I look at my kids and can clearly see certain traits they've inherited from me, and others that came from The Engineer. Let's take Chickie for example.
She has Daddy's hazel eyes and Mommy's wavy hair. Daddy's determined personality and Mommy's love of reading. Daddy's enjoyment of the outdoors and Mommy's coordination.
Unfortunately, having Mommy's coordination is not a good thing. I'm lucky I ever learned to walk with my two left feet, and when I try to learn choreography, it's the stuff hidden camera TV shows are made of.
Chickie loves to be active. She wants to go outside to play with her friends whenever she sees them, and she'd happily swing on her new playscape in humid, 95 degree weather if Mommy would push her. But give the girl a tricycle, or a tee ball bat, or a scooter, and she proves herself to be my daughter--that is to say, it just doesn't go very smoothly.

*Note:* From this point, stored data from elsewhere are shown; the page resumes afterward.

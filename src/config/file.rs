//! TOML configuration file loading
//!
//! Supports `~/.config/webm-relay/config.toml` as a persistent config source.
//! All fields are optional. The file is a partial overlay on top of defaults.

use std::path::PathBuf;

use serde::Deserialize;

/// Top-level TOML configuration file schema
#[derive(Debug, Default, Deserialize)]
pub struct RelayConfigFile {
    /// Telegram transport configuration
    #[serde(default)]
    pub telegram: TelegramFileConfig,

    /// Storage locations
    #[serde(default)]
    pub storage: StorageFileConfig,

    /// Transcoder configuration
    #[serde(default)]
    pub transcoder: TranscoderFileConfig,

    /// Remote resource probing
    #[serde(default)]
    pub probe: ProbeFileConfig,

    /// Verbose transport logging
    pub debug: Option<bool>,
}

/// Telegram configuration
#[derive(Debug, Default, Deserialize)]
pub struct TelegramFileConfig {
    /// Bot token
    pub token: Option<String>,

    /// The only chat whose messages are accepted
    pub allowed_chat_id: Option<i64>,

    /// Delay between `getUpdates` calls
    pub poll_interval_ms: Option<u64>,
}

/// Storage locations
#[derive(Debug, Default, Deserialize)]
pub struct StorageFileConfig {
    /// Directory holding the conversion cache database
    pub data_dir: Option<String>,

    /// Directory for per-request scratch files
    pub scratch_dir: Option<String>,
}

/// Transcoder configuration
#[derive(Debug, Default, Deserialize)]
pub struct TranscoderFileConfig {
    /// Transcoder executable (name on PATH or absolute path)
    pub program: Option<String>,

    /// Constant rate factor passed to the transcoder
    pub crf: Option<u8>,
}

/// Remote resource probing
#[derive(Debug, Default, Deserialize)]
pub struct ProbeFileConfig {
    /// Timeout for the metadata probe
    pub timeout_secs: Option<u64>,
}

/// Load the TOML config file from the standard path
///
/// Returns `RelayConfigFile::default()` if the file doesn't exist or can't be parsed.
pub fn load_config_file() -> RelayConfigFile {
    let Some(path) = config_file_path() else {
        return RelayConfigFile::default();
    };

    if !path.exists() {
        return RelayConfigFile::default();
    }

    match std::fs::read_to_string(&path) {
        Ok(content) => match parse_config(&content) {
            Ok(config) => {
                tracing::info!(path = %path.display(), "loaded config file");
                config
            }
            Err(e) => {
                tracing::warn!(
                    path = %path.display(),
                    error = %e,
                    "failed to parse config file, using defaults"
                );
                RelayConfigFile::default()
            }
        },
        Err(e) => {
            tracing::warn!(
                path = %path.display(),
                error = %e,
                "failed to read config file"
            );
            RelayConfigFile::default()
        }
    }
}

/// Parse config file contents
///
/// # Errors
///
/// Returns error if the contents are not valid TOML for this schema
pub fn parse_config(content: &str) -> crate::Result<RelayConfigFile> {
    Ok(toml::from_str(content)?)
}

/// Return the config file path
///
/// `WEBM_RELAY_CONFIG` wins; otherwise `~/.config/webm-relay/config.toml`
pub fn config_file_path() -> Option<PathBuf> {
    if let Ok(path) = std::env::var("WEBM_RELAY_CONFIG") {
        return Some(PathBuf::from(path));
    }

    directories::BaseDirs::new().map(|d| d.config_dir().join("webm-relay").join("config.toml"))
}
//! Database module for conversion cache persistence

pub mod conversion;
mod schema;

use std::path::Path;

use r2d2::Pool;
use r2d2_sqlite::SqliteConnectionManager;

use crate::{Error, Result};

pub use conversion::{CacheEntry, CacheMeta, CacheStats, ConversionRepo};
pub use schema::SCHEMA_VERSION;

/// Database connection pool
pub type DbPool = Pool<SqliteConnectionManager>;

/// Initialize the database
///
/// Creates the parent directory if needed and runs migrations. The
/// conversions table is created idempotently, so reopening an existing
/// database leaves its entries untouched.
///
/// # Errors
///
/// Returns error if database cannot be opened or initialized
pub fn init<P: AsRef<Path>>(path: P) -> Result<DbPool> {
    let path = path.as_ref();
    if let Some(parent) = path.parent()
        && !parent.as_os_str().is_empty()
    {
        std::fs::create_dir_all(parent)?;
    }

    let manager = SqliteConnectionManager::file(path);
    let pool = Pool::builder()
        .max_size(4)
        .build(manager)
        .map_err(|e| Error::Database(e.to_string()))?;

    // Run migrations on first connection
    let conn = pool.get().map_err(|e| Error::Database(e.to_string()))?;
    schema::init(&conn)?;

    tracing::info!(path = %path.display(), version = SCHEMA_VERSION, "database initialized");
    Ok(pool)
}

/// Initialize an in-memory database (for testing)
///
/// # Errors
///
/// Returns error if database cannot be initialized
pub fn init_memory() -> Result<DbPool> {
    let manager = SqliteConnectionManager::memory();
    let pool = Pool::builder()
        .max_size(1)
        .build(manager)
        .map_err(|e| Error::Database(e.to_string()))?;

    let conn = pool.get().map_err(|e| Error::Database(e.to_string()))?;
    schema::init(&conn)?;

    Ok(pool)
}

#[cfg(test)]
mod tests {
    use super::*;

    #[test]
    fn test_init_memory() {
        let pool = init_memory().unwrap();
        let _conn = pool.get().unwrap();
    }

    #[test]
    fn init_creates_missing_parent_dir() {
        let dir = tempfile::tempdir().unwrap();
        let path = dir.path().join("nested").join("webms.db");

        let pool = init(&path).unwrap();
        drop(pool);

        assert!(path.exists());
    }
}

We want her to be active, so we're encouraging her in her desire to go outside and have fun. And at this age she's not embarrassed that she can't seem to pedal that trike, or that swinging a bat doesn't come naturally to her. I hope she can keep that confidence.
You see, I may not have a lot of natural coordination, but I think I could have developed more athletic skills if I'd just tried. Instead, I labeled myself as "not athletic," and it became a self-fulfilling prophecy. I bet that even if Chickie doesn't have a huge amount of natural coordination, she can still learn some good athletic skills. It just might take some work.
I do notice that Chickie gets quickly frustrated when something doesn't come easily. She rarely tries to pedal that tricycle, knowing she can get around more easily on her little car (which she has a hole in the bottom for feet, Fred Flinstone-style.) Some of this may just be her age--three-year-olds are not naturally patient! But if any readers have ideas on how to encourage her to keep trying when learning a new skill is frustrating her, I'd like to hear them.
Even if Chickie isn't the first picked for teams, and even if she finds that learning dance steps isn't second-nature, maybe she won't worry too much about what other kids think. I have high hopes--she may have Mommy's coordination, but she has Daddy's confidence. All in all, that's not such a bad combination.